The capabilities follow some similar announcements that were recently made, all of which happened before the yearly AWS re:Invent conference.

The 2017 re: Invent conference provided a platform for rolling out an array of new services, with most of them bringing clients new machine learning features –Amazon Transcribe and Amazon Translate.

Machine learning and artificial intelligence (AI) are fast shifting from a competitive edge in the cloud in a bid to table stakes.

As such, it allows AWS to boost its services prior to the 2018 conference.

Amazon is revealing support for distinct accents, 14 new languages and voices, specifically across the entire machine learning capabilities including Transcribe, Polly and Translate.

Currently, Amazon Polly clients can access new voices for Both Castilian Italian and Spanish, as well as one of the latest Mexican Spanish voice.

This propels the Amazon Polly’s collection to 57 voices spread out across 28 languages.

What’s more, Polly leverages deep learning in the synthesizing of both sound and speech in a way that is similar to a human voice.

According to Amazon, clients can incorporate it into their apps without any machine learning expertise.

For the time being, Amazon Translate clients have gained access to new languages such as Indonesian, Korean, Polish, Dutch, Hebrew, Danish, Swedish, and Finnish.

At the moment, the neutral machine translation service supports not only 417 translation combinations but also 21 languages.

For Amazon Transcribe, clients now have access to new accents such as Canadian French, Australian English, and British English.

As such, the automatic speech recognition (ASR) service allows developers to include a speech-to-text feature to their apps.

Amazon is also now incorporating streaming transcription to Amazon Transcribe to not only help users in passing a live audio stream, particularly to the Amazon Web Services (AWS) but also get text transcripts in real-time.

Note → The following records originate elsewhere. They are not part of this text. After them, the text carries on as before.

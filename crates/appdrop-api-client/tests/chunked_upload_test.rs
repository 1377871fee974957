use std::io::Write;
use std::path::{Path, PathBuf};

use appdrop_api_client::chunked::ChunkedTransfer;
use appdrop_api_client::ApiClient;
use appdrop_core::{Credentials, IngestError};
use mockito::{Matcher, Server};
use serde_json::json;

const CHUNK_PATH: &str = "/API/mam/apps/internal/uploadchunk";

fn client(server: &Server) -> ApiClient {
    ApiClient::new(
        &server.url(),
        "tenant-key",
        &Credentials::new("admin", "secret"),
    )
    .unwrap()
}

fn create_test_file(dir: &Path, name: &str, data: &[u8]) -> PathBuf {
    let path = dir.join(name);
    let mut f = std::fs::File::create(&path).unwrap();
    f.write_all(data).unwrap();
    path
}

#[tokio::test]
async fn forwards_previous_transaction_id_on_each_chunk() {
    let mut server = Server::new_async().await;
    let dir = tempfile::tempdir().unwrap();
    let path = create_test_file(dir.path(), "AcmeAgent.MSI", b"0123456789ABCDEFGHIJKLMNO");

    // Each response hands out a new id; the next request must echo it.
    let first = server
        .mock("POST", CHUNK_PATH)
        .match_header("aw-tenant-code", "tenant-key")
        .match_header("authorization", "Basic YWRtaW46c2VjcmV0")
        .match_body(Matcher::PartialJson(json!({
            "TransactionId": "",
            "ChunkSequenceNumber": 1,
            "TotalApplicationSize": 25,
            "ChunkSize": 10,
            "ChunkData": "MDEyMzQ1Njc4OQ=="
        })))
        .with_status(200)
        .with_header("content-type", "application/json")
        .with_body(r#"{"TranscationId": "tx-1", "UploadSuccess": true}"#)
        .expect(1)
        .create_async()
        .await;
    let second = server
        .mock("POST", CHUNK_PATH)
        .match_body(Matcher::PartialJson(json!({
            "TransactionId": "tx-1",
            "ChunkSequenceNumber": 2,
            "ChunkSize": 10
        })))
        .with_status(200)
        .with_header("content-type", "application/json")
        .with_body(r#"{"TranscationId": "tx-2", "UploadSuccess": true}"#)
        .expect(1)
        .create_async()
        .await;
    let third = server
        .mock("POST", CHUNK_PATH)
        .match_body(Matcher::PartialJson(json!({
            "TransactionId": "tx-2",
            "ChunkSequenceNumber": 3,
            "ChunkSize": 5,
            "ChunkData": "S0xNTk8="
        })))
        .with_status(200)
        .with_header("content-type", "application/json")
        .with_body(r#"{"TransactionId": "tx-3", "UploadSuccess": true}"#)
        .expect(1)
        .create_async()
        .await;

    let api = client(&server);
    let upload = ChunkedTransfer::new(&api, 10).upload(&path).await.unwrap();

    assert_eq!(upload.transaction_id, "tx-3");
    assert_eq!(upload.chunks, 3);
    assert_eq!(upload.bytes, 25);
    first.assert_async().await;
    second.assert_async().await;
    third.assert_async().await;
}

#[tokio::test]
async fn exact_multiple_sends_no_trailing_chunk() {
    let mut server = Server::new_async().await;
    let dir = tempfile::tempdir().unwrap();
    let path = create_test_file(dir.path(), "AcmeAgent.MSI", &[1u8; 20]);

    let full_chunks = server
        .mock("POST", CHUNK_PATH)
        .match_body(Matcher::PartialJson(json!({"ChunkSize": 10})))
        .with_status(200)
        .with_header("content-type", "application/json")
        .with_body(r#"{"TranscationId": "tx", "UploadSuccess": true}"#)
        .expect(2)
        .create_async()
        .await;
    let empty_chunk = server
        .mock("POST", CHUNK_PATH)
        .match_body(Matcher::PartialJson(json!({"ChunkSize": 0})))
        .with_status(200)
        .with_body(r#"{"TranscationId": "tx"}"#)
        .expect(0)
        .create_async()
        .await;

    let api = client(&server);
    let upload = ChunkedTransfer::new(&api, 10).upload(&path).await.unwrap();

    assert_eq!(upload.chunks, 2);
    assert_eq!(upload.bytes, 20);
    full_chunks.assert_async().await;
    empty_chunk.assert_async().await;
}

#[tokio::test]
async fn failed_chunk_aborts_the_transfer() {
    let mut server = Server::new_async().await;
    let dir = tempfile::tempdir().unwrap();
    let path = create_test_file(dir.path(), "AcmeAgent.MSI", &[2u8; 30]);

    server
        .mock("POST", CHUNK_PATH)
        .match_body(Matcher::PartialJson(json!({"ChunkSequenceNumber": 1})))
        .with_status(200)
        .with_header("content-type", "application/json")
        .with_body(r#"{"TranscationId": "tx-1", "UploadSuccess": true}"#)
        .create_async()
        .await;
    server
        .mock("POST", CHUNK_PATH)
        .match_body(Matcher::PartialJson(json!({"ChunkSequenceNumber": 2})))
        .with_status(500)
        .with_body(r#"{"errorCode": 500, "message": "Chunk storage unavailable"}"#)
        .create_async()
        .await;
    let third = server
        .mock("POST", CHUNK_PATH)
        .match_body(Matcher::PartialJson(json!({"ChunkSequenceNumber": 3})))
        .with_status(200)
        .with_body(r#"{"TranscationId": "tx-3"}"#)
        .expect(0)
        .create_async()
        .await;

    let api = client(&server);
    let err = ChunkedTransfer::new(&api, 10)
        .upload(&path)
        .await
        .unwrap_err();

    match &err {
        IngestError::Transfer { sequence, message } => {
            assert_eq!(*sequence, 2);
            assert!(message.contains("Chunk storage unavailable"), "{message}");
        }
        other => panic!("unexpected error: {other}"),
    }
    assert!(!err.is_fatal());
    third.assert_async().await;
}

#[tokio::test]
async fn upload_success_false_is_a_chunk_failure() {
    let mut server = Server::new_async().await;
    let dir = tempfile::tempdir().unwrap();
    let path = create_test_file(dir.path(), "AcmeAgent.MSI", b"payload");

    server
        .mock("POST", CHUNK_PATH)
        .with_status(200)
        .with_header("content-type", "application/json")
        .with_body(r#"{"TranscationId": "tx-1", "UploadSuccess": false}"#)
        .create_async()
        .await;

    let api = client(&server);
    let err = ChunkedTransfer::new(&api, 10)
        .upload(&path)
        .await
        .unwrap_err();
    assert!(matches!(err, IngestError::Transfer { sequence: 1, .. }));
}

#[tokio::test]
async fn missing_final_transaction_id_is_a_protocol_error() {
    let mut server = Server::new_async().await;
    let dir = tempfile::tempdir().unwrap();
    let path = create_test_file(dir.path(), "AcmeAgent.MSI", b"payload");

    server
        .mock("POST", CHUNK_PATH)
        .with_status(200)
        .with_header("content-type", "application/json")
        .with_body(r#"{"UploadSuccess": true}"#)
        .create_async()
        .await;

    let api = client(&server);
    let err = ChunkedTransfer::new(&api, 10)
        .upload(&path)
        .await
        .unwrap_err();
    assert!(matches!(err, IngestError::Protocol(_)), "{err}");
}

#[tokio::test]
async fn empty_and_missing_files_send_nothing() {
    let mut server = Server::new_async().await;
    let dir = tempfile::tempdir().unwrap();
    let empty = create_test_file(dir.path(), "Empty.MSI", b"");

    let any_chunk = server
        .mock("POST", CHUNK_PATH)
        .with_status(200)
        .expect(0)
        .create_async()
        .await;

    let api = client(&server);
    let transfer = ChunkedTransfer::new(&api, 10);

    let err = transfer.upload(&empty).await.unwrap_err();
    assert!(matches!(err, IngestError::EmptyFile(_)));

    let err = transfer
        .upload(&dir.path().join("Missing.MSI"))
        .await
        .unwrap_err();
    assert!(matches!(err, IngestError::LocalFile { .. }));

    any_chunk.assert_async().await;
}
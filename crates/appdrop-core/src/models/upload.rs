use serde::{Deserialize, Serialize};

use super::EntityId;

/// Body of `POST /API/mam/apps/internal/uploadchunk`.
#[derive(Debug, Clone, Serialize, Deserialize)]
pub struct ChunkUploadRequest {
    /// Identifier returned by the previous chunk; empty for the first one.
    #[serde(rename = "TransactionId")]
    pub transaction_id: String,
    /// Base64 of the raw chunk bytes.
    #[serde(rename = "ChunkData")]
    pub chunk_data: String,
    /// 1-based position of this chunk.
    #[serde(rename = "ChunkSequenceNumber")]
    pub chunk_sequence_number: u32,
    /// Size of the whole file in bytes.
    #[serde(rename = "TotalApplicationSize")]
    pub total_application_size: u64,
    /// Raw (pre-encoding) size of this chunk.
    #[serde(rename = "ChunkSize")]
    pub chunk_size: u64,
}

/// Response to a chunk upload.
///
/// Some server versions spell the identifier `TranscationId`; both are accepted.
#[derive(Debug, Clone, Default, Serialize, Deserialize)]
pub struct ChunkUploadResponse {
    #[serde(rename = "TransactionId", alias = "TranscationId", default)]
    pub transaction_id: Option<String>,
    #[serde(rename = "UploadSuccess", default)]
    pub upload_success: Option<bool>,
}

/// Response to `POST /API/mam/blobs/uploadblob`.
#[derive(Debug, Clone, Serialize, Deserialize)]
pub struct BlobUploadResponse {
    #[serde(rename = "Value")]
    pub value: i64,
    #[serde(rename = "Uuid", alias = "uuid", default)]
    pub uuid: Option<String>,
}

/// Success body of `POST /API/mam/apps/internal/application`.
#[derive(Debug, Clone, Default, Serialize, Deserialize)]
pub struct CreateApplicationResponse {
    #[serde(rename = "Id", default)]
    pub id: Option<EntityId>,
    #[serde(rename = "ApplicationName", default)]
    pub application_name: Option<String>,
    #[serde(rename = "AppVersion", default)]
    pub app_version: Option<String>,
    #[serde(rename = "BundleId", default)]
    pub bundle_id: Option<String>,
}

/// Error envelope returned by the API on non-success statuses.
#[derive(Debug, Clone, Default, Serialize, Deserialize)]
pub struct ApiErrorBody {
    #[serde(rename = "errorCode", alias = "ErrorCode", default)]
    pub error_code: Option<i64>,
    #[serde(rename = "message", alias = "Message", default)]
    pub message: Option<String>,
    #[serde(rename = "activityId", alias = "ActivityId", default)]
    pub activity_id: Option<String>,
}

impl ApiErrorBody {
    /// The server's message when the body is an error envelope, else the raw body.
    pub fn message_from(raw: &str) -> String {
        serde_json::from_str::<ApiErrorBody>(raw)
            .ok()
            .and_then(|body| body.message)
            .filter(|m| !m.is_empty())
            .unwrap_or_else(|| raw.to_string())
    }
}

The new capability could apply to a wide array of industries and use cases, including call centers, finance, media, or courtroom record keeping.

A call center, for instance, could utilize it in detecting keyworks, especially in a streaming transcript in a bid to prompt certain actions such as calling for a supervisor.

In the meantime, Amazon has upgraded Amazon Comprehend, which is a natural language processing service that utilizes machine learning in classifying text.

Comprehend is another Amazon service that was unveiled at the 2017 re: Invent, which now includes Portuguese, Italian, German and French support.

What’s more, Amazon has grown the service in a bid to not only spot natural language but also categorize text that is specialized to a client’s industry, team or even business.

In the beginning of this month, Amazon made several of its top services, including Transcribe, Comprehend and Translate to be more accessible in the healthcare industry through ensuring that they are HIPAA-eligible.

HIPAA entails the US Health Insurance Portability and Accountability Act of 1996.